Exemplos de atribuições de verdade baseadas na coerência com outras crenças são freqüentes nos tribunais, pois poucas vezes o crime é diretamente testemunhado. O seguinte exemplo nos ensina algo sobre os limites da teoria coerencial e sua relação com a teoria correspondencial. Considere o caso verídico do pastor americano David, que após o seu casamento com a senhora Rose, foi internado em um hospital com fortes dores abdominais. Descobriu-se então que a proposição expressa pela sentença “A senhora Rose envenenou o reverendo David” era verdadeira, pois se revelou coerente com as seguintes proposições: q) foi encontrado no sangue de David uma grande quantidade de arsênico; r) a senhora Rose tinha o costume de preparar sopinhas para o seu marido, levando-as até mesmo ao hospital; s) Encontrou-se traços de arsênico na dispensa da casa da senhora Rose. E ainda, t) exumaram-se os corpos dos três primeiros maridos da senhora Rose, todos mortos por causas desconhecidas, com a surpreendente descoberta de uma alta quantidade de arsênico em seus cabelos. A proposição p é tornada verdadeira por sua coerência com as proposições q, r, s..., o que pode ser entendido aqui como consistência. O problema é que as proposições q, r e s são verdadeiras por serem correspondentes à realidade, o que parece mostrar que a teoria da coerência não se sustenta sozinha. A proposição p é verdadeira porque corresponde à realidade, e sabemos disso indiretamente, por sua coerência com outras proposições que correspondem à realidade. Assim, parece que a coerência não é uma coisa independente, mas parte dos meios através dos quais verificamos a correspondência.

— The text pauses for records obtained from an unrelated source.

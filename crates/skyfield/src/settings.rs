use std::path::Path;

use anyhow::{Context, Result};
use probe::Overrides;
use tierconfig::SkyfieldConfig;

use crate::cli::RunArgs;
use crate::paths::AppPaths;

pub const DEFAULT_SIZE: (u32, u32) = (1280, 800);

/// Configuration with command-line overrides folded in.
#[derive(Debug, Clone)]
pub struct Settings {
    pub config: SkyfieldConfig,
    pub overrides: Overrides,
    /// Logical window size.
    pub size: (u32, u32),
}

impl Settings {
    pub fn resolve(args: &RunArgs) -> Result<Self> {
        let paths = AppPaths::discover()?;
        let config = load_config(&paths, args.config.as_deref())?;
        Self::from_config(config, args)
    }

    pub fn from_config(mut config: SkyfieldConfig, args: &RunArgs) -> Result<Self> {
        if let Some(seed) = args.seed {
            config.seed = Some(seed);
        }
        if let Some(theme) = args.theme {
            config.theme = theme;
        }
        if !args.variants.is_empty() {
            config.policy.variants = args.variants.clone();
        }
        if args.no_gpu_probe {
            config.detect.gpu_probe = false;
        }
        config
            .validate()
            .context("configuration rejected after applying command-line overrides")?;

        Ok(Self {
            config,
            overrides: Overrides {
                cores: args.cores,
                mobile: args.mobile,
                reduced_motion: args.reduced_motion,
                battery: args.battery,
            },
            size: args.size.unwrap_or(DEFAULT_SIZE),
        })
    }
}

/// An explicit path must exist; the discovered file is optional.
pub fn load_config(paths: &AppPaths, explicit: Option<&Path>) -> Result<SkyfieldConfig> {
    let config = match explicit {
        Some(path) => SkyfieldConfig::load(path)
            .with_context(|| format!("failed to load config {}", path.display()))?,
        None => {
            let path = paths.config_file();
            SkyfieldConfig::load_or_default(&path)
                .with_context(|| format!("failed to load config {}", path.display()))?
        }
    };
    config.validate().context("invalid configuration")?;
    Ok(config)
}
use rand::Rng;
use selector::GpuVariant;

use super::field::{FieldVariant, GpuFieldBackend};
use crate::particles::StarParticle;
use crate::physics;

/// Plain white stars streaming toward the viewer.
pub struct Starfield;

impl FieldVariant for Starfield {
    type Particle = StarParticle;

    const VARIANT: GpuVariant = GpuVariant::Starfield;

    fn spawn<R: Rng + ?Sized>(rng: &mut R) -> StarParticle {
        let size = rng.gen_range(0.5..1.5);
        StarParticle {
            kinematics: physics::scatter(rng, size),
            _pad: [0.0; 3],
        }
    }
}

pub type StarfieldBackend = GpuFieldBackend<Starfield>;
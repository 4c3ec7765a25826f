use std::path::PathBuf;

use clap::{Parser, Subcommand};
use tierconfig::{GpuVariant, ThemePreference};

#[derive(Parser, Debug)]
#[command(
    name = "skyfield",
    author,
    version,
    about = "Adaptive particle backdrop renderer",
    arg_required_else_help = false
)]
pub struct Cli {
    #[command(flatten)]
    pub run: RunArgs,
    #[command(subcommand)]
    pub command: Option<Command>,
}

#[derive(Parser, Debug, Clone, Default)]
pub struct RunArgs {
    /// Configuration file; defaults to `skyfield.toml` in the config dir.
    #[arg(long, value_name = "FILE")]
    pub config: Option<PathBuf>,

    /// Window size in logical pixels (e.g. `1280x800`).
    #[arg(long, value_name = "WIDTHxHEIGHT", value_parser = parse_size)]
    pub size: Option<(u32, u32)>,

    /// Seed for the GPU variant choice; random when absent.
    #[arg(long, value_name = "SEED")]
    pub seed: Option<u64>,

    /// Theme: `system`, `dark` or `light`.
    #[arg(long, value_name = "THEME", value_parser = parse_theme)]
    pub theme: Option<ThemePreference>,

    /// Restrict the GPU variant pool; repeat to allow several.
    #[arg(long = "variant", value_name = "NAME", value_parser = parse_variant)]
    pub variants: Vec<GpuVariant>,

    /// Behave as if the user asked for reduced motion.
    #[arg(long)]
    pub reduced_motion: bool,

    /// Pretend the battery sits at this level (0.0-1.0).
    #[arg(long, value_name = "LEVEL", value_parser = parse_battery)]
    pub battery: Option<f32>,

    /// Pretend the host has this many logical cores.
    #[arg(long, value_name = "COUNT")]
    pub cores: Option<usize>,

    /// Classify the host as mobile regardless of viewport width.
    #[arg(long)]
    pub mobile: bool,

    /// Skip the GPU adapter probe (treats the GPU as unknown).
    #[arg(long)]
    pub no_gpu_probe: bool,
}

#[derive(Subcommand, Debug)]
pub enum Command {
    /// Print the renderer decision as JSON without opening a window.
    Plan(PlanCommand),
    /// Inspect configuration paths and effective values.
    Config(ConfigCommand),
}

#[derive(Parser, Debug)]
pub struct PlanCommand {
    #[command(flatten)]
    pub run: RunArgs,
}

#[derive(Parser, Debug)]
pub struct ConfigCommand {
    #[command(subcommand)]
    pub action: ConfigAction,
}

#[derive(Subcommand, Debug)]
pub enum ConfigAction {
    /// Print the resolved configuration directory and file.
    Where,
    /// Print the effective configuration as TOML.
    Show(ShowArgs),
}

#[derive(Parser, Debug)]
pub struct ShowArgs {
    #[arg(long, value_name = "FILE")]
    pub config: Option<PathBuf>,
}

pub fn parse() -> Cli {
    Cli::parse()
}

pub fn parse_size(value: &str) -> Result<(u32, u32), String> {
    let trimmed = value.trim();
    let Some((w, h)) = trimmed.split_once(['x', 'X']) else {
        return Err(format!("invalid size '{trimmed}'; expected WIDTHxHEIGHT"));
    };
    let width: u32 = w
        .trim()
        .parse()
        .map_err(|_| format!("invalid width '{}'", w.trim()))?;
    let height: u32 = h
        .trim()
        .parse()
        .map_err(|_| format!("invalid height '{}'", h.trim()))?;
    if width == 0 || height == 0 {
        return Err("size dimensions must be greater than zero".into());
    }
    Ok((width, height))
}

pub fn parse_theme(value: &str) -> Result<ThemePreference, String> {
    value.parse()
}

pub fn parse_variant(value: &str) -> Result<GpuVariant, String> {
    value.parse()
}

pub fn parse_battery(value: &str) -> Result<f32, String> {
    let trimmed = value.trim();
    let level = match trimmed.strip_suffix('%') {
        Some(percent) => percent
            .trim()
            .parse::<f32>()
            .map(|value| value / 100.0)
            .map_err(|_| format!("invalid battery percentage '{trimmed}'"))?,
        None => trimmed
            .parse::<f32>()
            .map_err(|_| format!("invalid battery level '{trimmed}'"))?,
    };
    if !(0.0..=1.0).contains(&level) {
        return Err(format!("battery level {level} outside 0.0-1.0"));
    }
    Ok(level)
}
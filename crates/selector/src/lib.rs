//! Renderer selection core: capability snapshot in, one running backend out.
//!
//! Nothing in this crate touches a window or a GPU. Backends are reached
//! through [`Backend`] trait objects built by a [`BackendRegistry`], and the
//! host's surfaces through a [`PresentationPort`].

mod backend;
mod budget;
mod capability;
mod monitor;
pub mod policy;
mod presentation;
mod selector;
mod tier;

pub use backend::{Backend, BackendError, BackendFactory, BackendRegistry, FrameLoop, FrameStatus};
pub use budget::particle_budget;
pub use capability::CapabilitySnapshot;
pub use monitor::{downgrade_target, PerformanceMonitor};
pub use presentation::{OpacityHandle, PresentationPort};
pub use selector::RendererSelector;
pub use tier::{Container, GpuVariant, Theme, Tier};
use probe::{BatteryPoll, BatteryQuery, CapabilityDetector, GpuReport, HostEnvironment};
use selector::CapabilitySnapshot;
use tracing::debug;

use crate::settings::Settings;

pub struct Detection {
    pub snapshot: CapabilitySnapshot,
    pub gpu: Option<GpuReport>,
    /// Battery query that had not answered within the wait budget.
    pub pending_battery: Option<BatteryQuery>,
}

/// Builds the snapshot for a viewport `viewport_width` logical pixels wide.
/// The battery reading gets `detect.battery_wait` to arrive; a slower one is
/// handed back so the caller can refine the snapshot later.
pub fn detect(settings: &Settings, viewport_width: u32) -> Detection {
    let detect = &settings.config.detect;
    let env = HostEnvironment::new(viewport_width, detect, &settings.overrides);
    let detector = CapabilityDetector::from_settings(detect);
    let (snapshot, gpu) = detector.detect_with_report(&env);

    if let Some(level) = settings.overrides.battery {
        return Detection {
            snapshot: snapshot.with_battery_level(Some(level)),
            gpu,
            pending_battery: None,
        };
    }

    let query = BatteryQuery::spawn();
    let (snapshot, pending_battery) = match query.wait(detect.battery_wait) {
        BatteryPoll::Ready(level) => (snapshot.with_battery_level(Some(level)), None),
        BatteryPoll::Pending => {
            debug!(wait = ?detect.battery_wait, "battery level not ready; selecting without it");
            (snapshot, Some(query))
        }
        BatteryPoll::Gone => (snapshot, None),
    };
    Detection {
        snapshot,
        gpu,
        pending_battery,
    }
}
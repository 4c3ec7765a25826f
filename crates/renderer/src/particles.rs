//! Particle records as they sit in GPU storage buffers.
//!
//! All fields are scalar `f32`s so the WGSL side can mirror the layout
//! without `vec3` padding rules getting in the way.

use bytemuck::{Pod, Zeroable};

#[repr(C)]
#[derive(Debug, Clone, Copy, PartialEq, Default, Pod, Zeroable)]
pub struct Kinematics {
    pub position: [f32; 3],
    pub velocity: [f32; 3],
    pub life: f32,
    pub size: f32,
}

/// Starfield record: kinematics plus three floats of padding (44 bytes).
#[repr(C)]
#[derive(Debug, Clone, Copy, PartialEq, Default, Pod, Zeroable)]
pub struct StarParticle {
    pub kinematics: Kinematics,
    pub _pad: [f32; 3],
}

/// Snowfield and laserfield record: kinematics, tint and twinkle phase
/// (48 bytes).
#[repr(C)]
#[derive(Debug, Clone, Copy, PartialEq, Default, Pod, Zeroable)]
pub struct GlowParticle {
    pub kinematics: Kinematics,
    pub color: [f32; 3],
    pub twinkle: f32,
}

pub trait ParticleRecord: Pod {
    fn kinematics(&self) -> &Kinematics;
    fn kinematics_mut(&mut self) -> &mut Kinematics;
}

impl ParticleRecord for StarParticle {
    fn kinematics(&self) -> &Kinematics {
        &self.kinematics
    }

    fn kinematics_mut(&mut self) -> &mut Kinematics {
        &mut self.kinematics
    }
}

impl ParticleRecord for GlowParticle {
    fn kinematics(&self) -> &Kinematics {
        &self.kinematics
    }

    fn kinematics_mut(&mut self) -> &mut Kinematics {
        &mut self.kinematics
    }
}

Finalmente, se seguirmos aqui o mesmo caminho pelo qual Schlick aplicou a sua versão da teoria correspondencial às ciências formais, concluiremos que no início temos uma hipótese “?p”, cujo conteúdo é comparado com uma conclusão resultante das verificações de q, r, s, e t. Indutivamente, com a conjunção q & r & s & t, concluímos que p. Ora, como p, em resultado das observações, tem um conteúdo idêntico a “?p”, concluímos que p é uma proposição verdadeira. A correspondência é estabelecida indiretamente, via uma coerência da proposição em questão com as proposições observacionais, aquelas que pressupomos como verdadeiras. Vemos que também aqui a coerência é um modo como a correspondência pode ser evidenciada.

Cláudio F. Costa

Notas

  1. G. Frege: “O Pensamento”, trad. port. de “Der Gedanke”, publicado como complemento de C. F. Costa: Ensaios Filosóficos (ed. Tempo Brasileiro: Rio de Janeiro 1999).
  2. Peter Ramsey: “Facts and Propositions”, 1927. Ver também P. F. Strawson: “Truth”, in M. P. Linch: The Nature of Truth (Bradford: Cambridge 2001)
  3. William James: “Pragmatism's Conception of Truth” in, M. P. Linch (ed.): The Nature of Truth (Bradford: Cambridge 2001)
  4. Moritz Schlick: “Das Wesen der Wahrheit nach der modernen Logik”, in Philosophische Logik, Frankfurt 1996.
  5. Ludwig Wittgenstein: Tractatus Logico-Philosophicus. Ver especialmente o artigo de Stenius: “The Picture Theory and Wittgenstein's Philosophical Investigations”, I. Block (ed.): Perspectives on the Philosophy of Wittgenstein (Oxford 1981). Ver também: C. F. Costa: “A Pragmática da Relação Correspondencial”, in C. F. Costa: A Linguagem Factual (Rio de Janeiro 1996).
  6. Moritz Schlick, apud W. P. Alston, “A Realist Conception of Truth”, in M. P. Linch (ed): The Nature of Truth, ibid. Um argumento similar é apresentado por A. J. Ayer em: “Truth”, The Concept of Person and Other Essays (London 1984, p. 186).